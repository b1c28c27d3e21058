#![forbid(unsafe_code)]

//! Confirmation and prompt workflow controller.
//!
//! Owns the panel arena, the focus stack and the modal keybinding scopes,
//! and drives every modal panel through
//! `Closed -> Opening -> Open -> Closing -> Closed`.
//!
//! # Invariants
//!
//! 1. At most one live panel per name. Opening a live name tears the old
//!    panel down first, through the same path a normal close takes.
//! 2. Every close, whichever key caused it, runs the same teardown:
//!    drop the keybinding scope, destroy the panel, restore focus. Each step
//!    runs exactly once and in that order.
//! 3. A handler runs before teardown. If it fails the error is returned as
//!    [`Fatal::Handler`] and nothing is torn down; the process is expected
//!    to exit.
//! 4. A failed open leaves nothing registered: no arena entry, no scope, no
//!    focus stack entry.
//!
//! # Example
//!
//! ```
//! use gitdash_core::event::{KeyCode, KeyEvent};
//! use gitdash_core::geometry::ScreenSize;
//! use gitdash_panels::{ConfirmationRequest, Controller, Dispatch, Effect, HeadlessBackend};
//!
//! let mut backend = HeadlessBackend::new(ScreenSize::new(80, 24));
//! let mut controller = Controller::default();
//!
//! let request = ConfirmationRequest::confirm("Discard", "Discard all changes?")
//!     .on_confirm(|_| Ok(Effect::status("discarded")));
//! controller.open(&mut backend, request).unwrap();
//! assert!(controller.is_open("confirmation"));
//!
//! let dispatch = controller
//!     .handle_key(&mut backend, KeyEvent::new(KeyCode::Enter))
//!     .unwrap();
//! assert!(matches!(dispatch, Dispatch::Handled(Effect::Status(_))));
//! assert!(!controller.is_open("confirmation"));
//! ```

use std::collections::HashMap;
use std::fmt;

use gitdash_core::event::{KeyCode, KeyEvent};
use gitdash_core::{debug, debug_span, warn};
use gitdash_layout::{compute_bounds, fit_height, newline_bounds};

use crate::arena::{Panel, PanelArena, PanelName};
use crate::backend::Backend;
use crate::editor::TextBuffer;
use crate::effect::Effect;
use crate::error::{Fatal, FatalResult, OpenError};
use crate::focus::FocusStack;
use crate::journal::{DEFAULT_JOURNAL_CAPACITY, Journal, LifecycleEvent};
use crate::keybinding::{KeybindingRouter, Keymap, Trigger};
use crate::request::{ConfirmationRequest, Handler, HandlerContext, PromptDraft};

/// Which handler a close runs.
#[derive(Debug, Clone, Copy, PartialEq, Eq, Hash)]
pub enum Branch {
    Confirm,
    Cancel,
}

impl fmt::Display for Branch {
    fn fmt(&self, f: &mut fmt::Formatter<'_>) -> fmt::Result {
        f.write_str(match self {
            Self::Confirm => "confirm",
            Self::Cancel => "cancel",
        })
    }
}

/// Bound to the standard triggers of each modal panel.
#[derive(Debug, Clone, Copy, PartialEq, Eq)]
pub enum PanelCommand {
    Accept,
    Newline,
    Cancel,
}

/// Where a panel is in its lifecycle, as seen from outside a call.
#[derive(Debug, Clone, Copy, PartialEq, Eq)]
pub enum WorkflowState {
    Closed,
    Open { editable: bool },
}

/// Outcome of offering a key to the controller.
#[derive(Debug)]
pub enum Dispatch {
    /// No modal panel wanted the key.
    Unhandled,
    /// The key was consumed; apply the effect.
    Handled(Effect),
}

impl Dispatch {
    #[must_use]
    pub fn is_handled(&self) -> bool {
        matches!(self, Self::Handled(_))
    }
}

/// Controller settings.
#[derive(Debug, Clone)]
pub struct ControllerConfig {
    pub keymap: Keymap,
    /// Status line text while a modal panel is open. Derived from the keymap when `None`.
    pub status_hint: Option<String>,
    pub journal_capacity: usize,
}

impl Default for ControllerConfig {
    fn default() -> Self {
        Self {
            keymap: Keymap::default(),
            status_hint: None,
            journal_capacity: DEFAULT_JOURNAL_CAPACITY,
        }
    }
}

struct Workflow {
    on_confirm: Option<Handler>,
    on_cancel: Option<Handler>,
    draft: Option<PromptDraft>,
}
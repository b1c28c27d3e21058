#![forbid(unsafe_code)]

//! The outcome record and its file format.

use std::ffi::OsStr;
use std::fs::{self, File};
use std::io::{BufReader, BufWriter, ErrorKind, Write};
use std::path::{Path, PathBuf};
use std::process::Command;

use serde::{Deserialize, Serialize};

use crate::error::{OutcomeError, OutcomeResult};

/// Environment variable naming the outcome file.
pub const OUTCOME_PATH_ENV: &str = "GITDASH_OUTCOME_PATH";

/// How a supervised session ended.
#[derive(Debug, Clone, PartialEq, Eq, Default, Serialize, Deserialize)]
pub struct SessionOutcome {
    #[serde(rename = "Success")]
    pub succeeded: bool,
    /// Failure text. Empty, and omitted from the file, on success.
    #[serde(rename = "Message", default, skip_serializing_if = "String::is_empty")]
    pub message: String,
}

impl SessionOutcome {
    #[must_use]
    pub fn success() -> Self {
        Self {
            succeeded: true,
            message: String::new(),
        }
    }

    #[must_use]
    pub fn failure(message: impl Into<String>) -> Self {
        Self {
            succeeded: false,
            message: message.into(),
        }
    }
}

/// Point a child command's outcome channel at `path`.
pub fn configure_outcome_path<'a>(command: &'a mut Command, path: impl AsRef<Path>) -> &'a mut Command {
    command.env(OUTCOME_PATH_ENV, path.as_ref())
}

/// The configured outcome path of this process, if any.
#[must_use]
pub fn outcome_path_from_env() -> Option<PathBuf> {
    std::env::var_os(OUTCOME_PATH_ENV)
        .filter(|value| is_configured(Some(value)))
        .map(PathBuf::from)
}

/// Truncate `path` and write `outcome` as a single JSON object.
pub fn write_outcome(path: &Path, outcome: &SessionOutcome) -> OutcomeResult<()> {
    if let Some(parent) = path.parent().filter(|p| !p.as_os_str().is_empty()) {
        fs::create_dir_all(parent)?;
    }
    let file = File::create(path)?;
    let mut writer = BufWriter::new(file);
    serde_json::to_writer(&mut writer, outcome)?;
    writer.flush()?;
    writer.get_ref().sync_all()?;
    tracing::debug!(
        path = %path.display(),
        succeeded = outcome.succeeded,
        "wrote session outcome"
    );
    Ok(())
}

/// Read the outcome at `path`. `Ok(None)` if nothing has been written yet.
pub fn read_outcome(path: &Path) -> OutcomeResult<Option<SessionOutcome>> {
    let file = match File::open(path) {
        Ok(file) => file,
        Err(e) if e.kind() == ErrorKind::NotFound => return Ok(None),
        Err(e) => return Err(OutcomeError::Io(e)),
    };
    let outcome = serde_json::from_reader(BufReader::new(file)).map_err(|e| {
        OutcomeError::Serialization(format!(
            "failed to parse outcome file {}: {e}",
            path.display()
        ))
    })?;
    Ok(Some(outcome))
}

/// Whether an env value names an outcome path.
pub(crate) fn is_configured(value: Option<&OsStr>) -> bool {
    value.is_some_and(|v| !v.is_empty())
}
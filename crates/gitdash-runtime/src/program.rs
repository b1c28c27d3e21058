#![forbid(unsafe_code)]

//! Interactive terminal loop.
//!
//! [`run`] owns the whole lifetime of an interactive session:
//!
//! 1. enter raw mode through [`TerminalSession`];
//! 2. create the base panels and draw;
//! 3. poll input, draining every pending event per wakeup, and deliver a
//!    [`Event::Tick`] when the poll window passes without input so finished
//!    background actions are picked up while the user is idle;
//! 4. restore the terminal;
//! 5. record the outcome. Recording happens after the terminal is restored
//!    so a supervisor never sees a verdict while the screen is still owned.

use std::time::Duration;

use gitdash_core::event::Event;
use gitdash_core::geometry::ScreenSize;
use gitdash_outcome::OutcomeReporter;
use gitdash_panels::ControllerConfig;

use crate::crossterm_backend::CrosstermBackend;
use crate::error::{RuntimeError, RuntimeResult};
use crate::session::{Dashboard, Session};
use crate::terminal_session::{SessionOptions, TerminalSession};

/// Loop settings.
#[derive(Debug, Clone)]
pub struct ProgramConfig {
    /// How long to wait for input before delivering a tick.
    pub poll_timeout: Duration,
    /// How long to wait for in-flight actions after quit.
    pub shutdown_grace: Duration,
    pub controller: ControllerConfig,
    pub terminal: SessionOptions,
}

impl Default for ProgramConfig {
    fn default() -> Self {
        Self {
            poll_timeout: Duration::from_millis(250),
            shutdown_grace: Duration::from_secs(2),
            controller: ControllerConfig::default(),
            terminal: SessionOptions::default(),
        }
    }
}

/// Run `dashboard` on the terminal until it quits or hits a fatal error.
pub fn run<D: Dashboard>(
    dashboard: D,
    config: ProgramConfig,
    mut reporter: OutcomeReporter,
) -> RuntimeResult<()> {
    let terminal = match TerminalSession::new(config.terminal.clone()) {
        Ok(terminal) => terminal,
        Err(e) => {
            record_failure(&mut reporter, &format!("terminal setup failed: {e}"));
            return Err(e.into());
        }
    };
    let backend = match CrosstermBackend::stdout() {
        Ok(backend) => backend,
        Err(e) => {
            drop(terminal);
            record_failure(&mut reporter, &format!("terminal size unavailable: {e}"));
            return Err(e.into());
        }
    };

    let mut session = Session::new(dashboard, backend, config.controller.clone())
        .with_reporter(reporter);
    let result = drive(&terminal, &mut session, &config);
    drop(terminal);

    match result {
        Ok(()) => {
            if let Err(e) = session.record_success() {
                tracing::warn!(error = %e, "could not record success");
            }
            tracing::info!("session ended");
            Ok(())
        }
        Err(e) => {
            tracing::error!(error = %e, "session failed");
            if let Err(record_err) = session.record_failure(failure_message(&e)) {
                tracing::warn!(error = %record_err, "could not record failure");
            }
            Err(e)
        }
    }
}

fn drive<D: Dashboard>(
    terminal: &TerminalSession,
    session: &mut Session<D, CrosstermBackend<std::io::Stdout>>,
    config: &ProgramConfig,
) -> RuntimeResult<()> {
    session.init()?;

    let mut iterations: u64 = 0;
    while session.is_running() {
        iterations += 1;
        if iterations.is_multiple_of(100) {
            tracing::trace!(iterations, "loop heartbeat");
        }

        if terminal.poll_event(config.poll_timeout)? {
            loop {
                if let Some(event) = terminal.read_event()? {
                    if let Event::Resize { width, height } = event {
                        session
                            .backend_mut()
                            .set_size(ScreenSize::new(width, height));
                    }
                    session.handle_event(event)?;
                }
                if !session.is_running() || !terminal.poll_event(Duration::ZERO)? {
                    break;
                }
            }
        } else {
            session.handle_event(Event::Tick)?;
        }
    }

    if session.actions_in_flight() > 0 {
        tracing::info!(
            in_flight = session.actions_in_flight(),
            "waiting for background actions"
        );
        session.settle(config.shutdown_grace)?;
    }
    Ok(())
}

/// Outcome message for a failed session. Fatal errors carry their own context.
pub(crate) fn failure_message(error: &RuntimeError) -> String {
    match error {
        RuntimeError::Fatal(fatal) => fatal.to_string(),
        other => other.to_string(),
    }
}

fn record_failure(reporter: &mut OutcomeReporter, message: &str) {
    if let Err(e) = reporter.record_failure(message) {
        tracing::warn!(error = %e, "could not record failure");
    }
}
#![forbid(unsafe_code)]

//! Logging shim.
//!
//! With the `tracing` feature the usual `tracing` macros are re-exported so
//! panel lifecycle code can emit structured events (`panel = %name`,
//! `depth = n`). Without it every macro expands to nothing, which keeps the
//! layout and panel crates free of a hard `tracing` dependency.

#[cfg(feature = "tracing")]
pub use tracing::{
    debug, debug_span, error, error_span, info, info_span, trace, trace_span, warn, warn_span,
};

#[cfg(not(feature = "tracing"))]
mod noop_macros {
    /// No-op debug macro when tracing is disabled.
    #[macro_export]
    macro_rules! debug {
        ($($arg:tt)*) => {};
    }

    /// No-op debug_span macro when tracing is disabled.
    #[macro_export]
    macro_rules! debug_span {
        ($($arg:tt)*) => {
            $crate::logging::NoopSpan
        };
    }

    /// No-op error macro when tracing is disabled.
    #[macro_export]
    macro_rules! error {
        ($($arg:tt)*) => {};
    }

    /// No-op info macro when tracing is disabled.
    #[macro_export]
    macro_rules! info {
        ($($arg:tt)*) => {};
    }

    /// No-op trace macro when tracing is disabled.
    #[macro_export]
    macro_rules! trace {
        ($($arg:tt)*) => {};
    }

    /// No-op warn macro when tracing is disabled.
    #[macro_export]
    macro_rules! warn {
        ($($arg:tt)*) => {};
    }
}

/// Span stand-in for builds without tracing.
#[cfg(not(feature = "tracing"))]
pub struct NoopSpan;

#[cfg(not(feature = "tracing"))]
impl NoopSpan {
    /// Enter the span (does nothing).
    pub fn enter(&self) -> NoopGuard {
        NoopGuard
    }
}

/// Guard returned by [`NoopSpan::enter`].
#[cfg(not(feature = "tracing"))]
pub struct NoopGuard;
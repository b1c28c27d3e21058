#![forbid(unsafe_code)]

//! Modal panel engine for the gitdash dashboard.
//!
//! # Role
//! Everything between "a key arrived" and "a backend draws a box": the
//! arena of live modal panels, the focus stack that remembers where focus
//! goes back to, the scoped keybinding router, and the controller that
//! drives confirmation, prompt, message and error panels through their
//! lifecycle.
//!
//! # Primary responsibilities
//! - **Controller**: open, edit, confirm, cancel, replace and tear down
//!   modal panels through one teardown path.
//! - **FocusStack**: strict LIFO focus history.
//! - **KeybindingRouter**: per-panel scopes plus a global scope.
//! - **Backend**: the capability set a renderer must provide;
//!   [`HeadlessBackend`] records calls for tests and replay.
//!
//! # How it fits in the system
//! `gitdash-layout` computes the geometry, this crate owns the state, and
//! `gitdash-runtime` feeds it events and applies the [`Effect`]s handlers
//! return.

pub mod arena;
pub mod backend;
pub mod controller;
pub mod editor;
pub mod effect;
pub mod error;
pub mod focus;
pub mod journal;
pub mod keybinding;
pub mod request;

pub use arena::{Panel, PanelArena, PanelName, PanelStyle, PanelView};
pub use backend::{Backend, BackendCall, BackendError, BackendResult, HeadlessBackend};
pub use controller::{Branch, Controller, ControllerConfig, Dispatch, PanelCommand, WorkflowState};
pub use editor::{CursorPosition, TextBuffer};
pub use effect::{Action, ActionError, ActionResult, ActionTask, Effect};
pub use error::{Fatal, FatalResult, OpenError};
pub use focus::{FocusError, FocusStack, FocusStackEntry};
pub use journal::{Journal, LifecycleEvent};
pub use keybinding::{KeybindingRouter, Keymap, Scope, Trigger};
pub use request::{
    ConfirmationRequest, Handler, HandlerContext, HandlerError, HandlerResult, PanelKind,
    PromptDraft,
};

_____

TASK OBJECTIVE: Write down again the exact lines running from the beginning of the data to the line containing "focus. Each step", with both ends included.

TASK OUTPUT:
repository b1c28c27d3e21058
#![forbid(unsafe_code)]

//! Confirmation and prompt workflow controller.
//!
//! Owns the panel arena, the focus stack and the modal keybinding scopes,
//! and drives every modal panel through
//! `Closed -> Opening -> Open -> Closing -> Closed`.
//!
//! # Invariants
//!
//! 1. At most one live panel per name. Opening a live name tears the old
//!    panel down first, through the same path a normal close takes.
//! 2. Every close, whichever key caused it, runs the same teardown:
//!    drop the keybinding scope, destroy the panel, restore focus. Each step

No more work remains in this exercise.